Não é a cirurgia que define o resultado.
É o processo.
O sucesso só acontece quando o paciente recupera sua autonomia e retoma sua vida.
Um recente artigo reforça o que ainda é subestimado na prática:
o futuro da cirurgia cardíaca está na recuperação funcional otimizada.
Modelos como o F4 (Fast Forward to Full Function), dentro do ERAS (Enhanced Recovery After Surgery), mostram que o resultado não depende apenas da técnica cirúrgica, mas de como toda a jornada do paciente é estruturada.
Na prática, isso exige:
- Protocolos bem definidos
- Integração real entre equipes
- Decisões baseadas em dados
- Mobilização precoce e recuperação ativa
👉 E isso não impacta só o paciente.
Impacta diretamente o hospital:
- Redução do tempo de internação
- Aumento do giro de leitos
- Menor taxa de complicações e reinternações
- Otimização de custos assistenciais
- Maior previsibilidade operacional
Ou seja:
melhor desfecho clínico + melhor resultado financeiro.
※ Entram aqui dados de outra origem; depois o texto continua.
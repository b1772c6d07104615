use anyhow::{anyhow, Context, Result};
use dirs::config_dir;
use serde::{Deserialize, Serialize};
use std::path::{Path, PathBuf};
use std::time::Duration;

/// Main configuration structure for repoarchive
#[derive(Debug, Deserialize, Serialize, Clone, PartialEq)]
pub struct Config {
    /// Working trees to auto-commit and mirror
    #[serde(default)]
    pub sources: Vec<String>,

    /// Master archive repository receiving the mirrors
    pub archive: String,

    /// Push behaviour after commits
    #[serde(default)]
    pub push: PushConfig,

    /// Periodic runner settings
    #[serde(default)]
    pub watch: WatchConfig,

    /// Logging configuration
    #[serde(default)]
    pub logging: LoggingConfig,
}

/// Push toggles, one for the source trees and one for the archive
#[derive(Debug, Deserialize, Serialize, Clone, Default, PartialEq)]
pub struct PushConfig {
    /// Push each source tree after an auto commit
    #[serde(default)]
    pub sources: bool,

    /// Push the archive after a mirror commit
    #[serde(default)]
    pub archive: bool,
}

/// Watch mode configuration
#[derive(Debug, Deserialize, Serialize, Clone, PartialEq)]
pub struct WatchConfig {
    /// Interval between runs
    #[serde(default = "default_interval")]
    pub interval: String, // "1h"
}

/// Logging configuration
#[derive(Debug, Deserialize, Serialize, Clone, PartialEq)]
pub struct LoggingConfig {
    /// Log level
    #[serde(default = "default_log_level")]
    pub level: String, // "info"

    /// Enable colored output
    #[serde(default = "default_true")]
    pub color: bool,
}

/// Command-line values layered over the loaded file
#[derive(Debug, Clone, Default)]
pub struct Overrides {
    pub sources: Vec<String>,
    pub archive: Option<String>,
    pub push: bool,
    pub push_archive: bool,
    pub interval: Option<String>,
}

// Default value functions
fn default_true() -> bool {
    true
}
fn default_interval() -> String {
    "1h".to_string()
}
fn default_log_level() -> String {
    "info".to_string()
}

impl Default for WatchConfig {
    fn default() -> Self {
        Self {
            interval: default_interval(),
        }
    }
}

impl Default for LoggingConfig {
    fn default() -> Self {
        Self {
            level: default_log_level(),
            color: default_true(),
        }
    }
}

impl Config {
    /// Load configuration from the default location or create a default config
    pub fn load_or_default() -> Result<Self> {
        let config_path = Self::default_config_path()?;

        if config_path.exists() {
            Self::load(&config_path)
        } else {
            let mut config = Self::default();

            if let Some(parent) = config_path.parent() {
                std::fs::create_dir_all(parent)
                    .with_context(|| format!("Failed to create config directory: {:?}", parent))?;
            }

            config.save(&config_path)?;
            tracing::info!("Created default configuration at: {:?}", config_path);

            config.expand_paths()?;
            Ok(config)
        }
    }

    /// Load configuration from a specific file
    pub fn load(path: &Path) -> Result<Self> {
        let content = std::fs::read_to_string(path)
            .with_context(|| format!("Failed to read config file: {:?}", path))?;

        let mut config: Config = serde_yaml::from_str(&content)
            .with_context(|| format!("Failed to parse config file: {:?}", path))?;

        config.expand_paths()?;

        Ok(config)
    }

    /// Save configuration to a file
    pub fn save(&self, path: &Path) -> Result<()> {
        let content = serde_yaml::to_string(self).context("Failed to serialize configuration")?;

        std::fs::write(path, content)
            .with_context(|| format!("Failed to write config file: {:?}", path))?;

        Ok(())
    }

    /// Get the default configuration file path (XDG compliant)
    pub fn default_config_path() -> Result<PathBuf> {
        let config_dir = config_dir().context("Failed to get user config directory")?;

        Ok(config_dir.join("repoarchive").join("config.yml"))
    }

    /// Expand `~` and environment variables in every configured path
    pub fn expand_paths(&mut self) -> Result<()> {
        self.sources = expand_all(&self.sources)?;
        self.archive = expand(&self.archive).context("Failed to expand archive path")?;
        Ok(())
    }

    /// Layer command-line values over the file. Sources given on the command
    /// line replace the configured list rather than extending it. Only the
    /// new values are expanded; the loaded ones already were.
    pub fn apply_overrides(&mut self, overrides: Overrides) -> Result<()> {
        if !overrides.sources.is_empty() {
            self.sources = expand_all(&overrides.sources)?;
        }
        if let Some(archive) = overrides.archive {
            self.archive = expand(&archive).context("Failed to expand archive override")?;
        }
        if let Some(interval) = overrides.interval {
            self.watch.interval = interval;
        }
        self.push.sources |= overrides.push;
        self.push.archive |= overrides.push_archive;

        Ok(())
    }

    pub fn source_paths(&self) -> Vec<PathBuf> {
        self.sources.iter().map(PathBuf::from).collect()
    }

    pub fn archive_path(&self) -> PathBuf {
        PathBuf::from(&self.archive)
    }

    /// Parsed `watch.interval`
    pub fn watch_interval(&self) -> Result<Duration> {
        let secs = parse_interval(&self.watch.interval)?;
        if secs == 0 {
            return Err(anyhow!("Watch interval must be greater than zero"));
        }
        Ok(Duration::from_secs(secs))
    }
}

fn expand(path: &str) -> Result<String> {
    Ok(shellexpand::full(path)?.into_owned())
}

fn expand_all(paths: &[String]) -> Result<Vec<String>> {
    paths
        .iter()
        .map(|path| expand(path).with_context(|| format!("Failed to expand source path: {}", path)))
        .collect()
}

/// Parse duration strings like "30m", "1h", "2d" into seconds
pub fn parse_interval(duration_str: &str) -> Result<u64> {
    let duration_str = duration_str.trim().to_lowercase();

    if let Some(value) = duration_str.strip_suffix('s') {
        value.parse::<u64>().context("Invalid seconds value")
    } else if let Some(value) = duration_str.strip_suffix('m') {
        value.parse::<u64>().map(|v| v * 60).context("Invalid minutes value")
    } else if let Some(value) = duration_str.strip_suffix('h') {
        value.parse::<u64>().map(|v| v * 3600).context("Invalid hours value")
    } else if let Some(value) = duration_str.strip_suffix('d') {
        value.parse::<u64>().map(|v| v * 86400).context("Invalid days value")
    } else {
        duration_str
            .parse::<u64>()
            .context("Invalid duration format. Use format like '30m', '1h', '2d'")
    }
}

impl Default for Config {
    fn default() -> Self {
        Self {
            sources: Vec::new(),
            archive: "${HOME}/archive".to_string(),
            push: PushConfig::default(),
            watch: WatchConfig::default(),
            logging: LoggingConfig::default(),
        }
    }
}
👉 E é exatamente aqui que muitas instituições travam.
Não por falta de conhecimento.
Mas por falta de estrutura, alinhamento e execução.
Para nós, da Cardux, acompanhar esses marcos científicos é essencial, mas principalmente transformá-los em processos aplicáveis, que gerem resultado real dentro do hospital.
Porque no fim, não se trata apenas de operar bem.
Se trata de recuperar melhor e com sustentabilidade para a instituição.